A. Was Johnson‘s sentencing range lowered?
In answering this question we are obliged to make a regrettably complicated analysis of the Commission‘s policy statements because the concluding words of section 3582(c)(2) state that a reduction must be “consistent with applicable policy statements issued by the Sentencing Commission.” The policy statement relevant to the “lowering” issue is note 1(A) in the commentary to U.S.S.G. § 1B1.10.
Note 1(A) first states that eligibility for a section 3582(c)(2) motion “is triggered only by an amendment listed in subsection (c) [of section 1B1.10] that lowers the applicable guideline range” and defines an “applicable guideline range” as “the guideline range that corresponds to the offense level and criminal history category determined pursuant to § 1B1.1(a), which is determined before consideration of any departure provision in the Guidelines Manual....” U.S.S.G. § 1B1.10, cmt. n. 1 (A). Although section 3582(c)(2) speaks of a lowered “sentencing range,” the reference in Note 1(A) to a “guideline range” means the same thing. See United States v. Rivera, 662 F.3d 166, 173 (2d Cir. 2011). Johnson‘s original “applicable guideline range,” at adjusted offense level 29 in CHC III, would have been 108 to 135 months, but the mandatory minimum of 120 months constricted that range to 120 to 135 months. Amendment 750 lowered his base offense level to 28 and therefore his adjusted offense level to 25, which, in CHC III, would have yielded an applicable guideline range of 70 to 87 months, but because Johnson remained subject to the mandatory minimum of 120 months, his “range,” after the amendment, was exactly 120 months.7 So whether Amendment 750 “lowered” Johnson‘s applicable guideline range depends on whether his range of 120 to 135 months was “lowered” when it became exactly 120 months.

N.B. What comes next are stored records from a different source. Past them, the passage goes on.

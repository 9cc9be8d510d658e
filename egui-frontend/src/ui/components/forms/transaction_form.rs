//! # Transaction Form
//!
//! The "Nova Transação" page: type selector, masked amount field,
//! description, category with autocomplete, optional date and receipt
//! attachment. Fields re-validate on change; submission runs behind the
//! simulated delay and ends in a success banner plus a cleared form.

use chrono::Local;
use eframe::egui;
use egui_extras::DatePickerButton;

use crate::ui::app_state::{FinanceApp, PendingKind};
use crate::ui::components::styling::card_frame;
use crate::ui::components::ui_components::{
    card_title, labeled_input, text, themed_button, ButtonSize, ButtonVariant, TextVariant,
};
use shared::{format_brl, FormField, TransactionType};

impl FinanceApp {
    pub fn render_new_transaction_page(&mut self, ui: &mut egui::Ui) {
        let theme = self.theme.clone();
        let today = Local::now().date_naive();
        let mut submit = false;

        egui::Frame::none()
            .inner_margin(egui::Margin::symmetric(24.0, 12.0))
            .show(ui, |ui| {
                card_frame(&theme).show(ui, |ui| {
                    ui.set_width(ui.available_width());
                    card_title(ui, &theme, "Nova Transação", None);
                    ui.add_space(12.0);

                    let form = &mut self.form;
                    let mut changed = false;

                    // Transaction type selector
                    ui.label(text(
                        "Tipo de transação",
                        TextVariant::TextSmallBold,
                        theme.typography.primary,
                    ));
                    ui.add_space(4.0);
                    egui::ComboBox::from_id_source("transaction_type")
                        .width(360.0)
                        .selected_text(form.transaction_type.selector_label())
                        .show_ui(ui, |ui| {
                            for kind in TransactionType::ALL {
                                if ui
                                    .selectable_label(
                                        form.transaction_type == kind,
                                        kind.selector_label(),
                                    )
                                    .clicked()
                                {
                                    form.transaction_type = kind;
                                    changed = true;
                                }
                            }
                        });

                    ui.add_space(12.0);

                    // Amount with the fixed currency prefix
                    ui.label(text(
                        "Valor",
                        TextVariant::TextSmallBold,
                        theme.typography.primary,
                    ));
                    ui.add_space(4.0);
                    ui.horizontal(|ui| {
                        ui.label(text("R$", TextVariant::TextRegular, theme.typography.accent));
                        let response = ui.add(
                            egui::TextEdit::singleline(&mut form.amount_input)
                                .hint_text("00,00")
                                .desired_width(140.0),
                        );
                        if response.changed() {
                            form.on_amount_changed();
                            changed = true;
                        }
                    });
                    if let Some(error) = form.field_error(FormField::Amount) {
                        ui.label(text(error, TextVariant::TextSmall, theme.feedback.error_text));
                    }

                    ui.add_space(12.0);

                    // Description
                    let description_error = form.field_error(FormField::Description);
                    let description_response = labeled_input(
                        ui,
                        &theme,
                        "Descrição",
                        &mut form.description,
                        "Descrição da transação",
                        description_error.as_deref(),
                        None,
                    );
                    if description_response.changed() {
                        changed = true;
                    }

                    ui.add_space(12.0);

                    // Category with autocomplete
                    let category_error = form.field_error(FormField::Category);
                    let category_response = labeled_input(
                        ui,
                        &theme,
                        "Categoria",
                        &mut form.category_input,
                        "Ex.: Alimentação",
                        category_error.as_deref(),
                        None,
                    );
                    if category_response.changed() {
                        form.on_category_changed();
                        changed = true;
                    }
                    let mut picked: Option<&'static str> = None;
                    if !form.category_suggestions.is_empty() {
                        egui::Frame::none()
                            .fill(theme.interactive.input_background)
                            .stroke(egui::Stroke::new(1.0, theme.layout.card_border))
                            .rounding(egui::Rounding::same(6.0))
                            .show(ui, |ui| {
                                ui.set_width(360.0);
                                for suggestion in form.category_suggestions.iter() {
                                    if ui
                                        .selectable_label(
                                            false,
                                            text(
                                                *suggestion,
                                                TextVariant::TextSmall,
                                                theme.typography.primary,
                                            ),
                                        )
                                        .clicked()
                                    {
                                        picked = Some(suggestion);
                                    }
                                }
                            });
                    }
                    if let Some(category) = picked {
                        form.pick_suggestion(category);
                        changed = true;
                    }

                    ui.add_space(12.0);

                    // Optional date override
                    let mut use_custom_date = form.date.is_some();
                    if ui
                        .checkbox(&mut use_custom_date, "Definir data da transação")
                        .changed()
                    {
                        form.date = if use_custom_date { Some(today) } else { None };
                        changed = true;
                    }
                    if let Some(date) = form.date {
                        let mut picked_date = date;
                        let response =
                            ui.add(DatePickerButton::new(&mut picked_date).id_source("tx_date"));
                        if response.changed() {
                            form.date = Some(picked_date);
                            changed = true;
                        }
                        if let Some(error) = form.field_error(FormField::Date) {
                            ui.label(text(
                                error,
                                TextVariant::TextSmall,
                                theme.feedback.error_text,
                            ));
                        }
                    }

                    ui.add_space(12.0);

                    // Receipt attachment
                    ui.label(text(
                        "Recibo/Documento (opcional)",
                        TextVariant::TextSmallBold,
                        theme.typography.primary,
                    ));
                    ui.add_space(4.0);
                    ui.horizontal(|ui| {
                        if themed_button(
                            ui,
                            &theme,
                            "Selecionar arquivo",
                            ButtonVariant::Outline,
                            ButtonSize::Medium,
                            true,
                        )
                        .clicked()
                        {
                            if let Some(path) = rfd::FileDialog::new()
                                .add_filter("Recibo", &["png", "jpg", "jpeg", "pdf"])
                                .pick_file()
                            {
                                let size = std::fs::metadata(&path).map(|m| m.len()).unwrap_or(0);
                                let name = path
                                    .file_name()
                                    .map(|n| n.to_string_lossy().to_string())
                                    .unwrap_or_default();
                                form.set_attachment(name, size);
                                changed = true;
                            }
                        }
                        if let Some(attachment) = &form.attachment {
                            ui.label(text(
                                format!(
                                    "Arquivo selecionado: {} ({:.1} KB)",
                                    attachment.file_name,
                                    attachment.size_bytes as f64 / 1024.0
                                ),
                                TextVariant::TextSmall,
                                theme.feedback.success_text,
                            ));
                        }
                    });
                    if let Some(error) = form.field_error(FormField::Attachment) {
                        ui.label(text(error, TextVariant::TextSmall, theme.feedback.error_text));
                    }

                    if changed {
                        form.validate(today);
                    }

                    ui.add_space(20.0);

                    // Submit
                    if form.is_submitting {
                        ui.horizontal(|ui| {
                            ui.spinner();
                            ui.label(text(
                                "Enviando transação...",
                                TextVariant::TextSmall,
                                theme.typography.secondary,
                            ));
                        });
                    } else {
                        let ready = form
                            .validation
                            .as_ref()
                            .map_or(false, |v| v.is_valid)
                            && form.attachment_error.is_none()
                            && !form.description.trim().is_empty()
                            && !form.amount_input.trim().is_empty();
                        let response = themed_button(
                            ui,
                            &theme,
                            "Concluir Transação",
                            ButtonVariant::Primary,
                            ButtonSize::Large,
                            ready,
                        );
                        if !ready {
                            response.clone().on_hover_text(
                                "Preencha os campos obrigatórios para continuar",
                            );
                        }
                        if response.clicked() && ready {
                            submit = true;
                        }
                    }
                });
            });

        if submit {
            self.submit_transaction_form(today);
        }
    }

    /// Final validation pass and submission behind the simulated delay
    fn submit_transaction_form(&mut self, today: chrono::NaiveDate) {
        if !self.form.validate(today) {
            return;
        }
        let Some(request) = self.form.to_request() else {
            return;
        };
        log::info!(
            "Submitting {} transaction of {}",
            request.transaction_type.as_str(),
            format_brl(request.amount)
        );
        self.form.is_submitting = true;
        self.schedule(PendingKind::Submit(request));
    }
}
//! Page routing: hands the content area to the renderer for the active tab.

use eframe::egui;

use crate::ui::app_state::{FinanceApp, MainTab};

impl FinanceApp {
    /// Render the page selected in the header
    pub fn render_main_content(&mut self, ui: &mut egui::Ui) {
        egui::ScrollArea::vertical()
            .auto_shrink([false, false])
            .show(ui, |ui| match self.current_tab {
                MainTab::Dashboard => self.render_dashboard_page(ui),
                MainTab::Transactions => self.render_transactions_page(ui),
                MainTab::NewTransaction => self.render_new_transaction_page(ui),
                MainTab::Settings => self.render_settings_page(ui),
            });
    }
}
//! # UI State Module
//!
//! Cross-page UI chrome: the loading flag and the transient message
//! banners. Success messages auto-dismiss after a fixed duration, mirroring
//! the product's toast behavior; errors stay until replaced or cleared.

use std::time::{Duration, Instant};

/// How long a success banner stays visible
pub const SUCCESS_MESSAGE_DURATION: Duration = Duration::from_secs(3);

#[derive(Debug)]
pub struct UiState {
    /// True while the initial simulated load is in flight
    pub loading: bool,
    pub error_message: Option<String>,
    success: Option<(String, Instant)>,
}

impl UiState {
    pub fn new() -> Self {
        Self {
            loading: true,
            error_message: None,
            success: None,
        }
    }

    /// Show a success banner until `SUCCESS_MESSAGE_DURATION` elapses
    pub fn set_success(&mut self, message: impl Into<String>, now: Instant) {
        self.success = Some((message.into(), now + SUCCESS_MESSAGE_DURATION));
        self.error_message = None;
    }

    pub fn set_error(&mut self, message: impl Into<String>) {
        self.error_message = Some(message.into());
        self.success = None;
    }

    /// Currently visible success message, if not yet expired
    pub fn success_message(&self) -> Option<&str> {
        self.success.as_ref().map(|(message, _)| message.as_str())
    }

    /// Drop the success banner once its deadline passes. Returns true if a
    /// banner is still live (the caller schedules a repaint for it).
    pub fn tick_messages(&mut self, now: Instant) -> bool {
        if let Some((_, expires_at)) = &self.success {
            if now >= *expires_at {
                self.success = None;
            }
        }
        self.success.is_some()
    }

    pub fn clear_messages(&mut self) {
        self.error_message = None;
        self.success = None;
    }
}

#[cfg(test)]
mod tests {
    use super::*;

    #[test]
    fn test_success_message_expires() {
        let mut ui = UiState::new();
        let start = Instant::now();
        ui.set_success("Transação criada com sucesso!", start);
        assert_eq!(ui.success_message(), Some("Transação criada com sucesso!"));

        assert!(ui.tick_messages(start + Duration::from_secs(1)));
        assert!(ui.success_message().is_some());

        assert!(!ui.tick_messages(start + SUCCESS_MESSAGE_DURATION));
        assert!(ui.success_message().is_none());
    }

    #[test]
    fn test_error_and_success_are_exclusive() {
        let mut ui = UiState::new();
        let now = Instant::now();

        ui.set_error("falhou");
        ui.set_success("ok", now);
        assert!(ui.error_message.is_none());
        assert!(ui.success_message().is_some());

        ui.set_error("falhou de novo");
        assert!(ui.success_message().is_none());
        assert_eq!(ui.error_message.as_deref(), Some("falhou de novo"));
    }
}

It is arguable that a range of exactly 120 months is lower than a range of 120 to 135 months, although the Commission probably expected that a rangе would be “lowered” within the meaning of section 3582(c)(2) only when the low end of the range was reduced. We need not speculate about the Commission‘s expectation on this point in other cases, however, because analysis of the structure of the sentencing table will make it entirely clear that the Commission would not consider Johnson‘s sentencing range lowered nor consider him eligible for section 3582(c)(2) relief.

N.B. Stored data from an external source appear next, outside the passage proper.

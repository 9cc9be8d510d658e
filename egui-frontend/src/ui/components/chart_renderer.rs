//! # Chart Renderer Module
//!
//! The dashboard's grouped bar chart: one entries bar and one exits bar per
//! week of the current month, drawn with egui_plot. The y axis follows the
//! product rule of rounding up to the next 750 step; hovering a bar shows
//! the series name and value.

use eframe::egui;
use egui_plot::{Bar, BarChart, GridMark, Plot};

use crate::ui::app_state::FinanceApp;
use crate::ui::components::ui_components::{text, TextVariant};
use shared::format_brl;

const CHART_HEIGHT: f32 = 220.0;
const BAR_WIDTH: f64 = 0.32;

impl FinanceApp {
    pub fn render_transaction_chart(&mut self, ui: &mut egui::Ui) {
        if !self.chart.prepared || self.chart.buckets.is_empty() {
            ui.label(text(
                "Sem movimentação neste mês",
                TextVariant::TextRegular,
                self.theme.typography.secondary,
            ));
            return;
        }

        let y_max = self.chart.y_axis_max();
        // Four grid rows between zero and the top, like the product chart
        let y_step = y_max / 4.0;
        let labels: Vec<String> = self.chart.buckets.iter().map(|b| b.label.clone()).collect();

        let exits_bars: Vec<Bar> = self
            .chart
            .buckets
            .iter()
            .enumerate()
            .map(|(i, bucket)| {
                Bar::new(i as f64 - BAR_WIDTH / 1.8, bucket.exits)
                    .width(BAR_WIDTH)
                    .name(format!("Saídas: {}", format_brl(bucket.exits)))
                    .fill(self.theme.chart.exits)
            })
            .collect();
        let entries_bars: Vec<Bar> = self
            .chart
            .buckets
            .iter()
            .enumerate()
            .map(|(i, bucket)| {
                Bar::new(i as f64 + BAR_WIDTH / 1.8, bucket.entries)
                    .width(BAR_WIDTH)
                    .name(format!("Entradas: {}", format_brl(bucket.entries)))
                    .fill(self.theme.chart.entries)
            })
            .collect();

        let x_labels = labels.clone();
        let bucket_count = labels.len();

        ui.horizontal(|ui| {
            Plot::new("transaction_chart")
                .height(CHART_HEIGHT)
                .width((ui.available_width() - 170.0).max(300.0))
                .include_y(0.0)
                .include_y(y_max)
                .include_x(-0.6)
                .include_x(bucket_count as f64 - 0.4)
                .allow_drag(false)
                .allow_zoom(false)
                .allow_scroll(false)
                .allow_boxed_zoom(false)
                .show_grid([true, true])
                .x_grid_spacer(move |_input| {
                    (0..bucket_count)
                        .map(|i| GridMark {
                            value: i as f64,
                            step_size: 1.0,
                        })
                        .collect()
                })
                .y_grid_spacer(move |_input| {
                    (0..=4)
                        .map(|i| GridMark {
                            value: i as f64 * y_step,
                            step_size: y_step,
                        })
                        .collect()
                })
                .x_axis_formatter(move |mark, _range| {
                    let index = mark.value.round() as i64;
                    if index < 0 || (mark.value - index as f64).abs() > 0.05 {
                        return String::new();
                    }
                    x_labels.get(index as usize).cloned().unwrap_or_default()
                })
                .y_axis_formatter(|mark, _range| {
                    if mark.value < 0.0 {
                        String::new()
                    } else {
                        format_axis_value(mark.value)
                    }
                })
                .label_formatter(|name, _value| name.to_string())
                .show(ui, |plot_ui| {
                    plot_ui.bar_chart(BarChart::new(exits_bars).name("Saídas"));
                    plot_ui.bar_chart(BarChart::new(entries_bars).name("Entradas"));
                });

            ui.add_space(12.0);
            self.render_chart_legend(ui);
        });
    }

    /// Legend with the month totals beside the plot
    fn render_chart_legend(&self, ui: &mut egui::Ui) {
        let (entries_total, exits_total) = match &self.core.month_stats {
            Some(stats) => (stats.total_credit + stats.total_loan, stats.total_debit),
            None => (0.0, 0.0),
        };

        ui.vertical(|ui| {
            ui.add_space(40.0);
            self.legend_entry(ui, self.theme.chart.entries, "Entradas", entries_total);
            ui.add_space(12.0);
            self.legend_entry(ui, self.theme.chart.exits, "Saídas", exits_total);
        });
    }

    fn legend_entry(&self, ui: &mut egui::Ui, color: egui::Color32, label: &str, total: f64) {
        ui.horizontal(|ui| {
            let (dot_rect, _) = ui.allocate_exact_size(egui::vec2(14.0, 14.0), egui::Sense::hover());
            ui.painter().circle_filled(dot_rect.center(), 7.0, color);
            ui.vertical(|ui| {
                ui.label(text(
                    label,
                    TextVariant::TextSmall,
                    self.theme.typography.secondary,
                ));
                ui.label(text(
                    format_brl(total),
                    TextVariant::TextSmallBold,
                    self.theme.typography.heading,
                ));
            });
        });
    }
}

/// Axis labels without the currency symbol, pt-BR grouped ("1.500")
fn format_axis_value(value: f64) -> String {
    let rounded = value.round() as i64;
    let mut digits = rounded.abs().to_string();
    let mut grouped = String::new();
    while digits.len() > 3 {
        let split = digits.len() - 3;
        grouped = format!(".{}{}", &digits[split..], grouped);
        digits.truncate(split);
    }
    format!("{}{}{}", if rounded < 0 { "-" } else { "" }, digits, grouped)
}

#[cfg(test)]
mod tests {
    use super::*;

    #[test]
    fn test_axis_value_grouping() {
        assert_eq!(format_axis_value(0.0), "0");
        assert_eq!(format_axis_value(750.0), "750");
        assert_eq!(format_axis_value(1500.0), "1.500");
        assert_eq!(format_axis_value(1500000.0), "1.500.000");
    }

    #[test]
    fn test_negative_axis_value_keeps_sign() {
        assert_eq!(format_axis_value(-1500.0), "-1.500");
    }
}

Johnson‘s original range, before being restricted by the mandatory minimum, was 108-135 months because his extensive prior record placed him in CHC III. If he had had no prior record, he would have been in CHC I, and his original range, at adjusted offense level 29 (without any departure), would have been 87-108 months before application of the mandatory minimum. However, the mandatory minimum provision would have made his original guideline “range” 120 months. After the Commission reduced offense levels for сocaine base offenses, Johnson‘s adjusted offense level of 25 in CHC I would have yielded a sentencing range of 57-71
Viewed another way, Johnson‘s argument that his range has been lowered depends on the fact that the mandatory minimum of 120 months happened to fall within his оriginal range of 108 to 135 months, whereas in the scores of cases where a defendant was ruled ineligible for section 3582(c)(2) relief, including our decision in United States v. Williams, 551 F.3d 182, 185-87 (2d Cir. 2009), the defendant‘s original range was entirely below the mandatory minimum. See, e.g., United States v. Hippolyte, 712 F.3d 535, 541-42 (11th Cir. 2013); United States v. Carter, 595 F.3d 575, 580-81 (5th Cir. 2010); United States v. Baylor, 556 F.3d 672, 673 (8th Cir. 2009). But see In re Sealed Case, 722 F.3d 361, 368-70 (D.C. Cir. 2013); United States v. Savani, 733 F.3d 56, 58-67, No. 11-4359, 2013 WL 2462941, at *2-9 (3d Cir. June 10, 2013). There is no reason why that anomaly should entitle Johnson to relief unavailable to other defendants whose mandatory minimum becаme their guideline sentence. See U.S.S.G. § 5G1.1(b).
For these reasons we conclude that, if the 120-month mandatory minimum remains applicable to Johnson, he would not be eligible for section 3582(c)(2) relief; with the two-level reduction pursuant to section 3553(e) for substantial assistance, his sentence would have remained, as originally imposed, at 87 months, instead of the 78 months the District Court imposed after granting the section 3582(c)(2) motion. We therefore have tо consider Johnson‘s arguments that the 120-month minimum has been displaced and, if not, that the FSA reduced Johnson‘s 120-month minimum to 60 months.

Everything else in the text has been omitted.